ATLANTA (AP) — Donald Trump has warned for weeks of a "rigged" election, telling his supports to watch out for large-scale voter fraud — despite a lack of evidence that it exists. In the past few days, Trump has specifically raised concerns about people fraudulently voting using the names of dead people and cited research showing 1.8 million deceased people are still listed on state voter rolls.
Here's a look at Trump's latest claim and what the facts show:
During a campaign rally Saturday in Gettysburg, Pennsylvania, Trump brought up his concerns about voter fraud, saying "the system is totally rigged and broken."
He added: "According to Pew, there are 24 million voter registrations in the United States that are either invalid or significantly inaccurate, and when I say that, there are such inaccuracies it's unbelievable. 1.8 million dead people are registered to vote. And some of them are voting. I wonder how that happens. 2.8 million people are registered in more than one state. These are numbers, folks, these are numbers."
The Pew Center on the States issued a report in 2012 saying the nation's voter registration system was "plagued with errors and inefficiencies that waste taxpayer dollars, undermine voter confidence, and fuel partisan disputes over the integrity of our elections." The report urged states to expand online voter registration and other online tools to allow voters to update their information, saying paper-based systems presented several opportunities for errors.
Trump correctly cited Pew's findings in that report, which found that approximately 24 million, or one of every eight, voter registrations were no longer valid or significantly inaccurate and that more than 1.8 million deceased individuals were listed as voters. He also was correct in noting that approximately 2.7 million people have registrations in more than one state.
However, a majority of states have taken action in recent years to address concerns raised in the Pew report. In addition, the Pew report does not say that any of the inaccuracies led to a system that is vulnerable to widespread voter fraud.
In an update posted last week on its website, the Pew Center said election officials have worked to upgrade their voter registration systems.
It noted that 40 states now provide or have passed legislation allowing for online voter registration and 20 states have signed up for the Electronic Registration Information Center. That system is administered by the states and alerts election officials to cases in which a voter's information may be out of date.
The system has contacted more than 4.5 million people who had moved, but not updated their voter registration information, according to Pew.
Ohio is among the states that participate in the program. Ohio Secretary of State Jon Husted, a Republican, has said voter fraud is rare and has pushed back against Trump's claims the election could be compromised. An estimated 515,000 deceased voters have been removed from Ohio's registration records since Husted took office in 2011.
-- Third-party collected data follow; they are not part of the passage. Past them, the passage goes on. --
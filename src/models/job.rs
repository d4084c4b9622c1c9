use serde::{Deserialize, Serialize};
use serde_json::{Map, Value};

/// A cron-scheduled crawl.
#[derive(Debug, Clone, Default, PartialEq, Serialize, Deserialize)]
#[serde(default)]
pub struct ScheduledJob {
    pub id: Option<u64>,
    pub job_id: String,
    pub name: String,
    pub cron_expression: String,
    pub parameters: Value,
    pub enabled: bool,
    pub description: Option<String>,
    pub created_at: Option<String>,
    pub updated_at: Option<String>,
}

impl ScheduledJob {
    /// Shallow-merges pushed fields, ignoring ones that do not fit.
    #[must_use]
    pub fn merged(&self, update: &Map<String, Value>) -> Self {
        let Ok(Value::Object(mut current)) = serde_json::to_value(self) else {
            return self.clone();
        };
        for (key, value) in update {
            if current.contains_key(key) {
                current.insert(key.clone(), value.clone());
            }
        }
        serde_json::from_value(Value::Object(current)).unwrap_or_else(|_| self.clone())
    }
}

#[derive(Debug, Clone, PartialEq, Serialize, Deserialize)]
pub struct JobCreate {
    pub job_id: String,
    pub name: String,
    pub cron_expression: String,
    pub parameters: Value,
    #[serde(skip_serializing_if = "Option::is_none")]
    pub enabled: Option<bool>,
    #[serde(skip_serializing_if = "Option::is_none")]
    pub description: Option<String>,
}

/// Partial update; only set fields are sent.
#[derive(Debug, Clone, Default, PartialEq, Serialize, Deserialize)]
pub struct JobUpdate {
    #[serde(skip_serializing_if = "Option::is_none")]
    pub name: Option<String>,
    #[serde(skip_serializing_if = "Option::is_none")]
    pub cron_expression: Option<String>,
    #[serde(skip_serializing_if = "Option::is_none")]
    pub parameters: Option<Value>,
    #[serde(skip_serializing_if = "Option::is_none")]
    pub enabled: Option<bool>,
    #[serde(skip_serializing_if = "Option::is_none")]
    pub description: Option<String>,
}

impl JobUpdate {
    #[must_use]
    pub fn is_empty(&self) -> bool {
        *self == Self::default()
    }
}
There have been isolated cases in which ballots have been cast in the name of a deceased individual, including two instances in 2012 in Husted's Ohio.
In one case, a 54-year-old nun pleaded guilty to a charge of illegal voting after acknowledging she filled out an absentee ballot on behalf of a fellow nun who had recently died. The other involved allegations that a 75-year-old man had cast an absentee ballot on behalf of his recently deceased wife.
"We've been working hard to keep Ohio's voter rolls as up-to-date and accurate as possible so that only eligible voters are registered and casting ballots," said Joshua Eck, Husted's spokesman. "As Secretary Husted commonly says, voter fraud happens — it's rare — and when we catch it, we hold people accountable."
Experts say cases of voter fraud involving dead people are isolated. They also say it would be an inefficient way to rig a presidential election, given that the fraud would have to be conducted one voter at a time and would be effective only in places where the race is close enough that the outcome could be swayed.
There are more than 9,000 election jurisdictions nationwide and hundreds of thousands of polling places.
"Although entertaining, every time there are claims of hordes of dead people voting, those claims are debunked upon closer scrutiny," said Wendy Weiser, head of the democracy program at the Brennan Center for Justice at NYU's School of Law. "There has been no incident in recent memory in which people were able to impact an election by mobilizing fraudsters to impersonate dead people at the polls."
Weiser said a more pressing concern is that living people are sometimes mistakenly identified as dead and removed from a state's voter registration database, posing a challenge to them voting legally on Election Day.